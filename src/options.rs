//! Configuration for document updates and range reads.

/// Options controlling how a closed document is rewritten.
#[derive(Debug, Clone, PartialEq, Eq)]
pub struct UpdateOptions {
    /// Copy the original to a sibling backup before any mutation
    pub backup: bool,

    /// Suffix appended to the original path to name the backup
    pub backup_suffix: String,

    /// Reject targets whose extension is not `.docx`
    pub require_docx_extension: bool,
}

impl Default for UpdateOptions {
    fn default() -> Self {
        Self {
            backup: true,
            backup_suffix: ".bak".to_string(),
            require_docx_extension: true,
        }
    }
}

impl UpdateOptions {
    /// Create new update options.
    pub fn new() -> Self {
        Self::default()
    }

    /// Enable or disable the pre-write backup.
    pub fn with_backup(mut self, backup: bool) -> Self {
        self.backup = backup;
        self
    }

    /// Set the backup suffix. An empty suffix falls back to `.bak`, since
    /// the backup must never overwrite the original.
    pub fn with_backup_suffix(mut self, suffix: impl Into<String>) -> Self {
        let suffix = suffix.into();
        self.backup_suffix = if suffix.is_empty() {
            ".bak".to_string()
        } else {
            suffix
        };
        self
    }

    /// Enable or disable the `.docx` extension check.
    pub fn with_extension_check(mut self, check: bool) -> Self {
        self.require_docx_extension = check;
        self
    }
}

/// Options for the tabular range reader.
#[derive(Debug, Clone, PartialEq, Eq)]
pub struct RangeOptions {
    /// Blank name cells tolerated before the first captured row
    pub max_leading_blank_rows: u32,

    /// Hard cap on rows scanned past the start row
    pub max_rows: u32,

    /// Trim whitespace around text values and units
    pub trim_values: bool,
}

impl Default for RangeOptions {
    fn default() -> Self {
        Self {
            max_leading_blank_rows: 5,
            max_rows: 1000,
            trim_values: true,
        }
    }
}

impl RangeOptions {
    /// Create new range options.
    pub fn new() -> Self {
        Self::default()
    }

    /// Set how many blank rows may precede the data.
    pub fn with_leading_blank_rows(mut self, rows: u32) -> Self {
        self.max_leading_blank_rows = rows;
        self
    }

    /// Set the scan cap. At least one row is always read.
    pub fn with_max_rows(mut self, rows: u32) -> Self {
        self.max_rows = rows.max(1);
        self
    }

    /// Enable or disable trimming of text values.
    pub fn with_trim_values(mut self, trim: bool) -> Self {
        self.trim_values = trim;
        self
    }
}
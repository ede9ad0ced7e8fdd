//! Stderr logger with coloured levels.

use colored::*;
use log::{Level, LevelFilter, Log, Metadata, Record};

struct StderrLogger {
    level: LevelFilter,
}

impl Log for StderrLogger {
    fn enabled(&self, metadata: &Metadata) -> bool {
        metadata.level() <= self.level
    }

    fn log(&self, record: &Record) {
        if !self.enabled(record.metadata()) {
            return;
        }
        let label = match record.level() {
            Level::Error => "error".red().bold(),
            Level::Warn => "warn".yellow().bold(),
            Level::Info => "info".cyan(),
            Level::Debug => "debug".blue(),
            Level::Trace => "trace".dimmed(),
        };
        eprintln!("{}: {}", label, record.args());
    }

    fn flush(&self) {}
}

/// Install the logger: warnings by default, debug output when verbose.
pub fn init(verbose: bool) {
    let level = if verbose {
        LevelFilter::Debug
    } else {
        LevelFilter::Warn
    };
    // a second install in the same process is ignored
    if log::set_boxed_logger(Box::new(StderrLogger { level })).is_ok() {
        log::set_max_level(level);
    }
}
────────────────
### AIM OF THE TASK
Transcribe the data in full, keeping every character.

### ANSWER TO THE PROBLEM
filename src/options.rs
//! Configuration for document updates and range reads.

/// Options controlling how a closed document is rewritten.
#[derive(Debug, Clone, PartialEq, Eq)]
pub struct UpdateOptions {
    /// Copy the original to a sibling backup before any mutation
    pub backup: bool,

    /// Suffix appended to the original path to name the backup
    pub backup_suffix: String,

    /// Reject targets whose extension is not `.docx`
    pub require_docx_extension: bool,
}

impl Default for UpdateOptions {
    fn default() -> Self {
        Self {
            backup: true,
            backup_suffix: ".bak".to_string(),
            require_docx_extension: true,
        }
    }
}

impl UpdateOptions {
    /// Create new update options.
    pub fn new() -> Self {
        Self::default()
    }

    /// Enable or disable the pre-write backup.
    pub fn with_backup(mut self, backup: bool) -> Self {
        self.backup = backup;
        self
    }

    /// Set the backup suffix. An empty suffix falls back to `.bak`, since
    /// the backup must never overwrite the original.
    pub fn with_backup_suffix(mut self, suffix: impl Into<String>) -> Self {
        let suffix = suffix.into();
        self.backup_suffix = if suffix.is_empty() {
            ".bak".to_string()
        } else {
            suffix
        };
        self
    }

    /// Enable or disable the `.docx` extension check.
    pub fn with_extension_check(mut self, check: bool) -> Self {
        self.require_docx_extension = check;
        self
    }
}

/// Options for the tabular range reader.
#[derive(Debug, Clone, PartialEq, Eq)]
pub struct RangeOptions {
    /// Blank name cells tolerated before the first captured row
    pub max_leading_blank_rows: u32,

    /// Hard cap on rows scanned past the start row
    pub max_rows: u32,

    /// Trim whitespace around text values and units
    pub trim_values: bool,
}

impl Default for RangeOptions {
    fn default() -> Self {
        Self {
            max_leading_blank_rows: 5,
            max_rows: 1000,
            trim_values: true,
        }
    }
}

impl RangeOptions {
    /// Create new range options.
    pub fn new() -> Self {
        Self::default()
    }

    /// Set how many blank rows may precede the data.
    pub fn with_leading_blank_rows(mut self, rows: u32) -> Self {
        self.max_leading_blank_rows = rows;
        self
    }

    /// Set the scan cap. At least one row is always read.
    pub fn with_max_rows(mut self, rows: u32) -> Self {
        self.max_rows = rows.max(1);
        self
    }

    /// Enable or disable trimming of text values.
    pub fn with_trim_values(mut self, trim: bool) -> Self {
        self.trim_values = trim;
        self
    }
}
repository ede9ad0ced7e8fdd
//! Stderr logger with coloured levels.

use colored::*;
use log::{Level, LevelFilter, Log, Metadata, Record};

struct StderrLogger {
    level: LevelFilter,
}

impl Log for StderrLogger {
    fn enabled(&self, metadata: &Metadata) -> bool {
        metadata.level() <= self.level
    }

    fn log(&self, record: &Record) {
        if !self.enabled(record.metadata()) {
            return;
        }
        let label = match record.level() {
            Level::Error => "error".red().bold(),
            Level::Warn => "warn".yellow().bold(),
            Level::Info => "info".cyan(),
            Level::Debug => "debug".blue(),
            Level::Trace => "trace".dimmed(),
        };
        eprintln!("{}: {}", label, record.args());
    }

    fn flush(&self) {}
}

/// Install the logger: warnings by default, debug output when verbose.
pub fn init(verbose: bool) {
    let level = if verbose {
        LevelFilter::Debug
    } else {
        LevelFilter::Warn
    };
    // a second install in the same process is ignored
    if log::set_boxed_logger(Box::new(StderrLogger { level })).is_ok() {
        log::set_max_level(level);
    }
}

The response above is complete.